We park in our assigned camping spot at the edge of a massive field, already half full at ten-thirty in the morning. Our closest neighbors are only twenty feet away. But they’re a young family, currently letting their baby crawl around on a blanket in the shade while they make sandwiches, so I’m not worried about the rowdy factor later tonight. I probably won’t have to brawl with anyone before bed, which is good, but not always a given at a Louisiana party.

Especially when people start drinking before lunch…

A group of girls in short shorts and barely-there tank tops wanders by on their way to the entrance, Coors Lights in hand, already giggling in a way that makes me suspect those beers aren’t their first.

Makena clucks her tongue. “Amateurs,” she whispers. “You have to get a base coat of food down before you start with the beer. They’re going to regret their choices later.”

“But we won’t,” I say, patting my stomach. “My biscuity base coat is going to do me proud. You done good, woman.”

She grins. “Thanks. Should we do a loop of the festival before we decide what to start eating first? Is your knee up for it?”

“My knee’s fine,” I say as we start across the field. “I’ve been sitting all morning. I’m ready to explore.”

“Me, too.” There’s a bounce in her step that hasn’t been there in a while, making me certain this trip was what she needed. Whether we decide to date or not, hopefully, our adventure will remind her of all the reasons a bold, brave life lived on her own terms is worth fighting for.

The registration tent is manned by a woman with feathered bangs and a t-shirt that says “I’ll Be Your Crawdaddy” with a picture of a silver fox crawfish smoldering into the camera underneath.

I’m about to ask her where she got it, when Makena breathes, “Oh my God, I love your shirt! Are they for sale anywhere around here?”

“Sure are,” the woman says, smacking her bright pink gum. “My sister, Shelly, and I sell all kinds of fun crawdaddy merch. Our tent is on the far right of the vendor section. Hope y’all will check us out.”

“We will,” Makena assures her. She touches a light hand to my arm as she adds, “Parker needs one of those. Don’t you, Parker?”

“I was thinkingyouneeded one of those,” I say. “But we can get a medium and share it.”

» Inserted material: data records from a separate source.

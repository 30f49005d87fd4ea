//! Relocation records forwarded into the output.
//!
//! Content sections collect their fragments' relocation records so the
//! driver can emit a `reloc.*` companion section, which is what lets
//! downstream tools keep patching the image after this link. The record
//! layout is fixed by the format's linking convention and has to match
//! the LLVM toolchain bit for bit.

use anyhow::{anyhow, Result};

use crate::encode;

/// Relocation type codes (`R_WASM_*`) defined by the linking convention.
#[derive(Debug, Clone, Copy, PartialEq, Eq, Hash)]
#[repr(u8)]
pub enum RelocKind {
    FunctionIndexLeb = 0,
    TableIndexSleb = 1,
    TableIndexI32 = 2,
    MemoryAddrLeb = 3,
    MemoryAddrSleb = 4,
    MemoryAddrI32 = 5,
    TypeIndexLeb = 6,
    GlobalIndexLeb = 7,
    FunctionOffsetI32 = 8,
    SectionOffsetI32 = 9,
    EventIndexLeb = 10,
    MemoryAddrRelSleb = 11,
    TableIndexRelSleb = 12,
    GlobalIndexI32 = 13,
    MemoryAddrLeb64 = 14,
    MemoryAddrSleb64 = 15,
    MemoryAddrI64 = 16,
    MemoryAddrRelSleb64 = 17,
    TableIndexSleb64 = 18,
    TableIndexI64 = 19,
    TableNumberLeb = 20,
    MemoryAddrTlsSleb = 21,
    FunctionOffsetI64 = 22,
    MemoryAddrLocrelI32 = 23,
    TableIndexRelSleb64 = 24,
    MemoryAddrTlsSleb64 = 25,
    FunctionIndexI32 = 26,
}

// Indexed by type code; from_code relies on the order.
const KINDS: [RelocKind; 27] = [
    RelocKind::FunctionIndexLeb,
    RelocKind::TableIndexSleb,
    RelocKind::TableIndexI32,
    RelocKind::MemoryAddrLeb,
    RelocKind::MemoryAddrSleb,
    RelocKind::MemoryAddrI32,
    RelocKind::TypeIndexLeb,
    RelocKind::GlobalIndexLeb,
    RelocKind::FunctionOffsetI32,
    RelocKind::SectionOffsetI32,
    RelocKind::EventIndexLeb,
    RelocKind::MemoryAddrRelSleb,
    RelocKind::TableIndexRelSleb,
    RelocKind::GlobalIndexI32,
    RelocKind::MemoryAddrLeb64,
    RelocKind::MemoryAddrSleb64,
    RelocKind::MemoryAddrI64,
    RelocKind::MemoryAddrRelSleb64,
    RelocKind::TableIndexSleb64,
    RelocKind::TableIndexI64,
    RelocKind::TableNumberLeb,
    RelocKind::MemoryAddrTlsSleb,
    RelocKind::FunctionOffsetI64,
    RelocKind::MemoryAddrLocrelI32,
    RelocKind::TableIndexRelSleb64,
    RelocKind::MemoryAddrTlsSleb64,
    RelocKind::FunctionIndexI32,
];

/// Width of the addend field a relocation type carries, if any.
#[derive(Debug, Clone, Copy, PartialEq, Eq)]
pub enum AddendKind {
    None,
    Sleb32,
    Sleb64,
}

impl RelocKind {
    /// Raw type code as stored in relocation entries.
    pub fn code(self) -> u8 {
        self as u8
    }

    /// Maps a raw type code from an input object back to the known table.
    pub fn from_code(code: u8) -> Result<Self> {
        KINDS
            .get(code as usize)
            .copied()
            .ok_or_else(|| anyhow!("Unsupported relocation type code: {}", code))
    }

    /// Which addend field, if any, records of this type carry.
    pub fn addend_kind(self) -> AddendKind {
        use RelocKind::*;
        match self {
            MemoryAddrLeb | MemoryAddrSleb | MemoryAddrI32 | FunctionOffsetI32
            | SectionOffsetI32 | MemoryAddrRelSleb | MemoryAddrTlsSleb
            | MemoryAddrLocrelI32 => AddendKind::Sleb32,
            MemoryAddrLeb64 | MemoryAddrSleb64 | MemoryAddrI64 | FunctionOffsetI64
            | MemoryAddrRelSleb64 | MemoryAddrTlsSleb64 => AddendKind::Sleb64,
            _ => AddendKind::None,
        }
    }
}

/// A single relocation record. `offset` stays local to the fragment that
/// owns the record until a section translates it into body coordinates.
#[derive(Debug, Clone, Copy, PartialEq, Eq)]
pub struct RelocEntry {
    pub kind: RelocKind,
    /// Byte offset of the patch target within the owning fragment.
    pub offset: u32,
    /// Symbol table index (type index for `TypeIndexLeb`, section index
    /// for `SectionOffsetI32`) the patch refers to.
    pub index: u32,
    /// Meaningful only when `kind.addend_kind()` says so.
    pub addend: i64,
}

impl RelocEntry {
    /// Encodes the record with `offset` shifted by `section_offset` into
    /// the owning section's body coordinates.
    pub fn write(&self, out: &mut Vec<u8>, section_offset: usize) {
        let offset = (self.offset as usize)
            .checked_add(section_offset)
            .and_then(|total| u32::try_from(total).ok())
            .expect("relocation offset overflows the format's u32 field");
        encode::write_u8(out, self.kind.code(), "reloc type");
        encode::write_uleb128(out, u64::from(offset), "reloc offset");
        encode::write_uleb128(out, u64::from(self.index), "reloc index");
        match self.kind.addend_kind() {
            AddendKind::None => {}
            AddendKind::Sleb32 => {
                let addend = i32::try_from(self.addend)
                    .expect("32-bit relocation addend out of range");
                encode::write_sleb128(out, i64::from(addend), "reloc addend");
            }
            AddendKind::Sleb64 => encode::write_sleb128(out, self.addend, "reloc addend"),
        }
    }
}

“Or get matching shirts,” Gum Lady says. “That’s couple goals right there. Now, let’s get you two ready to party. Ten bucks general admission or twenty apiece gets you cleared to compete in all the events, includin’ the callin’, the racin’, and the eatin’ contest.” She leans closer as she adds, “Though I don’t recommend the last one unless you’ve got good insurance. We had three people end up in the hospital last year. And Ricky Weems always wins anyway. He put down twelve pounds in twelve minutes last year and is determined to beat his record again this year.”

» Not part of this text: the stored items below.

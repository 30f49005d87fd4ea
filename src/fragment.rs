//! Capabilities of the input content that sections assemble.
//!
//! Fragments are produced upstream (object readers, synthesis passes)
//! and stay owned by the driver; sections only borrow them and never
//! mutate them. A fragment knows its encoded size, how to write itself
//! into a caller-provided slice, and which relocation records it
//! carries.

use crate::reloc::RelocEntry;

/// A resolved, immutable unit of section content, such as a compiled
/// function body or one input's slice of a custom section.
pub trait Fragment {
    /// Exact number of bytes `write` emits.
    fn size(&self) -> usize;

    /// Writes the fragment's encoding into `out`. Sections hand each
    /// fragment exactly its own `size()`-byte window of the body, so a
    /// fragment cannot clobber its neighbours.
    fn write(&self, out: &mut [u8]);

    /// Relocation records owned by this fragment, with offsets relative
    /// to the start of its own encoding. Synthesized content usually has
    /// none.
    fn relocations(&self) -> &[RelocEntry] {
        &[]
    }
}

/// Placement of an active data segment in linear memory. The data
/// section derives the segment's header (memory index, init expression,
/// size) from this.
#[derive(Debug, Clone, Copy, PartialEq, Eq)]
pub struct SegmentDescriptor {
    /// Index of the linear memory the segment initializes.
    pub memory_index: u32,
    /// Base address, emitted as an `i32.const` initializer.
    pub base: i32,
}

/// A resolved data segment: raw bytes plus the descriptor its header is
/// encoded from.
pub trait SegmentFragment: Fragment {
    fn descriptor(&self) -> SegmentDescriptor;
}
use crate::domain::models::Weekday;
use chrono::{DateTime, Datelike, Days, Duration, NaiveTime, TimeZone, Utc};
use chrono_tz::Tz;

pub const DEFAULT_ZONE: Tz = chrono_tz::Asia::Seoul;
pub const WINDOW_DAYS: u64 = 7;

pub fn today_start(zone: Tz, now: DateTime<Utc>) -> DateTime<Tz> {
    let midnight = now.with_timezone(&zone).date_naive().and_time(NaiveTime::MIN);
    // Midnight always exists in a fixed-offset civil zone; the fallback only
    // matters for zones with a DST gap at 00:00.
    zone.from_local_datetime(&midnight)
        .earliest()
        .unwrap_or_else(|| now.with_timezone(&zone))
}

pub fn add_days(instant: DateTime<Tz>, n: u64) -> DateTime<Tz> {
    instant
        .checked_add_days(Days::new(n))
        .unwrap_or(instant + Duration::days(n as i64))
}

pub fn to_iso_date(instant: DateTime<Tz>) -> String {
    instant.format("%Y-%m-%d").to_string()
}

pub fn weekday_of(instant: DateTime<Tz>) -> Weekday {
    Weekday::from(instant.weekday())
}

pub fn projected_dates(weekday: Weekday, today: DateTime<Tz>) -> Vec<String> {
    let mut out = Vec::new();
    for offset in 1..=WINDOW_DAYS {
        let day = add_days(today, offset);
        if weekday_of(day) == weekday {
            out.push(to_iso_date(day));
        }
    }
    out
}

pub fn window_dates(today: DateTime<Tz>) -> Vec<(Weekday, String)> {
    (1..=WINDOW_DAYS)
        .map(|offset| {
            let day = add_days(today, offset);
            (weekday_of(day), to_iso_date(day))
        })
        .collect()
}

“Twelve pounds?” I blink as I try to math that out. If a single crawfish tail weighs maybe an ounce, how many mudbugs lost their life to Ricky last year?

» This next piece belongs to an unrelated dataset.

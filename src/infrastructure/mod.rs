pub mod document_store;
pub mod error;
pub mod memory_store;
pub mod sqlite_store;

The answer—a whole fucking lot.

“Would’ve been more, but his esophagus seized up.” Gum Lady shrugs. “But I mean, feel free to go for it, if you want. Just for the experience and all. There’s limited space at the eatin’ contest table, though. So be there at least thirty minutes early to check in if you want to throw your bib in the ring.”

“I think we’ll be fine just watching that one,” Makena says with a laugh. “Don’t want to fly too close to the sun our first time out.”

“Yeah, and it’s going to be a hot one,” the woman agrees. “So, stay hydrated.”

We pay our twenty bucks each and get matching wristbands that declare us “Certified Mudbug Maniacs.” After an exploratory trek around the perimeter, we decide on deep-fried cornmeal crawfish tails as our first mudbug snack and head to the races. They’re being held in massive kiddie pools with lanes marked by pool noodles, with a new heat taking off every fifteen minutes.

The crawfish, clearly having not signed up for this, mostly sit there looking existentially confused.